Repeat exactly, please, the opening lines of the data below, through and including the line where "use crate::compute::grid::partition;" sits.
*** PROVIDED RECORDS Section Begins ***
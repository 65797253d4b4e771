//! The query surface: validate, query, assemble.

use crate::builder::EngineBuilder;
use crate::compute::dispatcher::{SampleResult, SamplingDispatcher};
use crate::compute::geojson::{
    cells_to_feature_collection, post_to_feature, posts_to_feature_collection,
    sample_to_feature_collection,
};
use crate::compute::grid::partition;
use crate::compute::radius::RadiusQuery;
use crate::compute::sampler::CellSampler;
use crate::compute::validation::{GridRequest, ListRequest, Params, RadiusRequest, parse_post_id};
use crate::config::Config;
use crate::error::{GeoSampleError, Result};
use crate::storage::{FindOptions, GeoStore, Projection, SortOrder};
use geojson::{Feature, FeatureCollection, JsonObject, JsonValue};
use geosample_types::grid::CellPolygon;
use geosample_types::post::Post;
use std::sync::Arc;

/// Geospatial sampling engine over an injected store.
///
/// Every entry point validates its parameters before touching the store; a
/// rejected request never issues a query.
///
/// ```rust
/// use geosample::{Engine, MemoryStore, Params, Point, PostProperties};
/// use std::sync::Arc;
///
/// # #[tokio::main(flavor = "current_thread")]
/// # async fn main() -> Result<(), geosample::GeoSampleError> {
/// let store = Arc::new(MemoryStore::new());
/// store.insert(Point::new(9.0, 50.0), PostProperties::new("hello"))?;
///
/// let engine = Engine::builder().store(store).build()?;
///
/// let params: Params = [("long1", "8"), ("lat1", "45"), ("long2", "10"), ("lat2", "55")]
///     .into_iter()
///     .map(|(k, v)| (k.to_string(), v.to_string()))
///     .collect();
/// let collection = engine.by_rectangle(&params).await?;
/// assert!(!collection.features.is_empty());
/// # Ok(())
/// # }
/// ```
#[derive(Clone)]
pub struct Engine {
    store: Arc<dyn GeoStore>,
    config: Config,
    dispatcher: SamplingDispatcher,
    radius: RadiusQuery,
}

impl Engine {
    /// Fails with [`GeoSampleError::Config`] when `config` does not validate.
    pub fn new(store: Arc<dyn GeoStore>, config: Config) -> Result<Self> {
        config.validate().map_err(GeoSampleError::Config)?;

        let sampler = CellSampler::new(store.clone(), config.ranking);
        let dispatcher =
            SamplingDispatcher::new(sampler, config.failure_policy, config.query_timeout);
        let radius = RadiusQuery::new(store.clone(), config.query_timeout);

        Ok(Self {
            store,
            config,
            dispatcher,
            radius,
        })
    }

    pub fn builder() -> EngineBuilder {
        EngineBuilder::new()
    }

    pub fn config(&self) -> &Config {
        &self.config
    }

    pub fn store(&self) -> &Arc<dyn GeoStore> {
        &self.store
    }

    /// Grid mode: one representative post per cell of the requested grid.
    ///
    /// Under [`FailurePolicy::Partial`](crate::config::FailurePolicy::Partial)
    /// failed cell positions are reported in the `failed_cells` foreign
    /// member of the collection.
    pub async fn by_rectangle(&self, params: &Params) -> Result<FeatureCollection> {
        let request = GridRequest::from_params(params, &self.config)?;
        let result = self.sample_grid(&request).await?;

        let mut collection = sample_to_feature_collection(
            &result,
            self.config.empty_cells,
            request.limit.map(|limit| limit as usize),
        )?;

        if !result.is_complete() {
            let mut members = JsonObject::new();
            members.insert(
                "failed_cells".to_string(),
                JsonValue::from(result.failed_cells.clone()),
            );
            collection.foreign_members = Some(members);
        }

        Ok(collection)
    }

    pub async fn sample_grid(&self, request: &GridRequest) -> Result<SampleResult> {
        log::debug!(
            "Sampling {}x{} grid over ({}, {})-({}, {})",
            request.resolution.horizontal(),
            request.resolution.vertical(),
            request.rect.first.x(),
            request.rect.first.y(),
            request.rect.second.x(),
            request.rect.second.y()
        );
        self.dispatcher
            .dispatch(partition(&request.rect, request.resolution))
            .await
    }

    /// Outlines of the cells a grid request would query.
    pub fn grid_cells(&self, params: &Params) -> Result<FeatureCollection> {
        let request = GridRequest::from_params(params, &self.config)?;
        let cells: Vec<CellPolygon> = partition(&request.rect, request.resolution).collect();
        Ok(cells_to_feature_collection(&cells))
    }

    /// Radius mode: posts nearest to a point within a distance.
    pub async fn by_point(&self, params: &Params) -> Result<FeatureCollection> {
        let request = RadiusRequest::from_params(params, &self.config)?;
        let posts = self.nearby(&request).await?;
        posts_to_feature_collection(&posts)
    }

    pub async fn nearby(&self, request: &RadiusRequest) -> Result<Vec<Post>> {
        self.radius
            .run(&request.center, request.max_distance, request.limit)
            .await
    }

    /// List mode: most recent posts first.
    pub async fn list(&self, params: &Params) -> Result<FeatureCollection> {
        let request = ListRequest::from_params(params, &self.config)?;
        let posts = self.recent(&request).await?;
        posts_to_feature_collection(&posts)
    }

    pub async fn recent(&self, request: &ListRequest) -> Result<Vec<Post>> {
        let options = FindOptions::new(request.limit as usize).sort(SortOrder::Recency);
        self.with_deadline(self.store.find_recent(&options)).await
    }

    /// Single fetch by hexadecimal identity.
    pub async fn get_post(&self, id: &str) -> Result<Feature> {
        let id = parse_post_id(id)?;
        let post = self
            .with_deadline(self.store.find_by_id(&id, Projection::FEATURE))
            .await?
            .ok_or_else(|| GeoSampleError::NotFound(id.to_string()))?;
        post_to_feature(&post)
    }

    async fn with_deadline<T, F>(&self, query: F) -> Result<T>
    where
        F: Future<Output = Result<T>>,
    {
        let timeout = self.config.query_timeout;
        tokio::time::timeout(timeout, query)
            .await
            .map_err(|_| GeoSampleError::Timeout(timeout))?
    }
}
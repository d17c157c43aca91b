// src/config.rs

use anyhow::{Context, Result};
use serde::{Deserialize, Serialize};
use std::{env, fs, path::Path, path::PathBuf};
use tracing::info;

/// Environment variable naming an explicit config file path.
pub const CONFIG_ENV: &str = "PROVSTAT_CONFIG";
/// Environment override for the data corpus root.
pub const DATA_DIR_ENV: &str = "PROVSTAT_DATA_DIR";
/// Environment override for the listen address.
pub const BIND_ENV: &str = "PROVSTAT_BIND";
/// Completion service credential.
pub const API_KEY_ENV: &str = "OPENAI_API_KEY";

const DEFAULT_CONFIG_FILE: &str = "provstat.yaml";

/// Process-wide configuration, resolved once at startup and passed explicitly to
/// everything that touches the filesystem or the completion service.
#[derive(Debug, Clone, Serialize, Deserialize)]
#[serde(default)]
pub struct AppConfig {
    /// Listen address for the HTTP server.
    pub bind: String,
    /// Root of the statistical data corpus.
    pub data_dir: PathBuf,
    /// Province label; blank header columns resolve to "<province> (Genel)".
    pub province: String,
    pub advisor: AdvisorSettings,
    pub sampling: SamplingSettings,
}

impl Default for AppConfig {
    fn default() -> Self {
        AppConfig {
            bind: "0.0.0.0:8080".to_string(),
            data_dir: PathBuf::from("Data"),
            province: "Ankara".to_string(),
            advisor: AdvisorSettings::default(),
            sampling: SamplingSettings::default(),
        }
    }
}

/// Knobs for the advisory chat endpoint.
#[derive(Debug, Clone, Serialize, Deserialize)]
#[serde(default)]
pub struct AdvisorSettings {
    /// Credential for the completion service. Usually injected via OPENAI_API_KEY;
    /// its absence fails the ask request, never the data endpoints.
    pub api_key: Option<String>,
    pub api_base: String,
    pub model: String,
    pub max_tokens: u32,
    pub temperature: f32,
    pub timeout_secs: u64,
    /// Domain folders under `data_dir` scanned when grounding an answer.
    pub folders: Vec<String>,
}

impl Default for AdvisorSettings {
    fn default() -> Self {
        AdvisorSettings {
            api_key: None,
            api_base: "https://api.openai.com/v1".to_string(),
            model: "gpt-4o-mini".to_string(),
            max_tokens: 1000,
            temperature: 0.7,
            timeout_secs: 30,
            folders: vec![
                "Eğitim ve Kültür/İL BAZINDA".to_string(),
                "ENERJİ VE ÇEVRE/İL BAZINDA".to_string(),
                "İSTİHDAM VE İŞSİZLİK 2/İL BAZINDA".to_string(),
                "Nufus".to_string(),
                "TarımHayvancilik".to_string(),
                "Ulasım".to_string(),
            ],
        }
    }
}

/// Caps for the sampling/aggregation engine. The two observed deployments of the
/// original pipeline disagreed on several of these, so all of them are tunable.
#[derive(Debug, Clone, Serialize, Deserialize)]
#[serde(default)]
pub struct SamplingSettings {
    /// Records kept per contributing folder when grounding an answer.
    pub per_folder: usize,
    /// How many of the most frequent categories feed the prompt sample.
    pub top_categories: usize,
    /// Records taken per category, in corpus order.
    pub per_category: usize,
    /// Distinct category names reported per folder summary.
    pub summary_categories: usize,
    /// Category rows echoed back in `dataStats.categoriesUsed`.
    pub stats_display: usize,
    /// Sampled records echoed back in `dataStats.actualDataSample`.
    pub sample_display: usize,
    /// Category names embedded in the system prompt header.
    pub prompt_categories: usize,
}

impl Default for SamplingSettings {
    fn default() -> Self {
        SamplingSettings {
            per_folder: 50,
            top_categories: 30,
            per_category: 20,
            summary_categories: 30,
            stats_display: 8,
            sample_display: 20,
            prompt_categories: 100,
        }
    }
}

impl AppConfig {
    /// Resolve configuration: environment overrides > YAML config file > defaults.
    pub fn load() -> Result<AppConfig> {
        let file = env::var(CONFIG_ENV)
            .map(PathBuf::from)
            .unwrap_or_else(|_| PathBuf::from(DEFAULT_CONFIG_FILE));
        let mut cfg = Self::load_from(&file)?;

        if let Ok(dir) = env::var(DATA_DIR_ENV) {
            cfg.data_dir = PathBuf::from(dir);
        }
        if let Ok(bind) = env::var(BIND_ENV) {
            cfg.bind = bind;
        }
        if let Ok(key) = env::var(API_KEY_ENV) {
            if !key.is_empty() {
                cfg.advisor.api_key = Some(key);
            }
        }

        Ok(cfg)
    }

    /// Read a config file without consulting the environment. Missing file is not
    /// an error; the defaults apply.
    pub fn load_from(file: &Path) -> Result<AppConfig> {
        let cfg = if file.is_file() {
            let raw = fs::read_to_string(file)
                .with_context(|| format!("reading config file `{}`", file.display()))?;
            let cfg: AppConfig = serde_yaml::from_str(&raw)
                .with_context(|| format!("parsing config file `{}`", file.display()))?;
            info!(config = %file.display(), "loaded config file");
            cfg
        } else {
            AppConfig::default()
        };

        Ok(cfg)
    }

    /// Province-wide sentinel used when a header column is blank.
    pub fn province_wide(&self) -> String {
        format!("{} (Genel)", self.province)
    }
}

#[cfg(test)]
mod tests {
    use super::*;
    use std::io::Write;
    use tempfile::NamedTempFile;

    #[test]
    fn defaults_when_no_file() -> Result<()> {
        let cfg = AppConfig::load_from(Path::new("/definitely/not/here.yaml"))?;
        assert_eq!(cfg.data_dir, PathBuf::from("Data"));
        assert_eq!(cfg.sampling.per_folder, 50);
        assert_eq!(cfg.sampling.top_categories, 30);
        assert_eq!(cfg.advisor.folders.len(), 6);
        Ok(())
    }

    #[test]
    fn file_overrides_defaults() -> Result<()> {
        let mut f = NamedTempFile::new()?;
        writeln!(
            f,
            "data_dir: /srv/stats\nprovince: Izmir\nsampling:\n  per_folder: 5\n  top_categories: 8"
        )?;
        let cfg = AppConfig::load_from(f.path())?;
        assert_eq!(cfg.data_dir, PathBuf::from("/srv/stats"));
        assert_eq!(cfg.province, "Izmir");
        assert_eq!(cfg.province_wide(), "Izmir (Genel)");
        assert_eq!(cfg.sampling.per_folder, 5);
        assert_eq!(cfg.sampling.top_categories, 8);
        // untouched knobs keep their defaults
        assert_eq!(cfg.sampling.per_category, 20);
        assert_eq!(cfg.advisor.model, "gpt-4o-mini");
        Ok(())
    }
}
*** PROVIDED RECORDS Section Ends ***
## ANSWER TO THIS TASK:
repository 65797253d4b4e771
//! The query surface: validate, query, assemble.

use crate::builder::EngineBuilder;
use crate::compute::dispatcher::{SampleResult, SamplingDispatcher};
use crate::compute::geojson::{
    cells_to_feature_collection, post_to_feature, posts_to_feature_collection,
    sample_to_feature_collection,
};
use crate::compute::grid::partition;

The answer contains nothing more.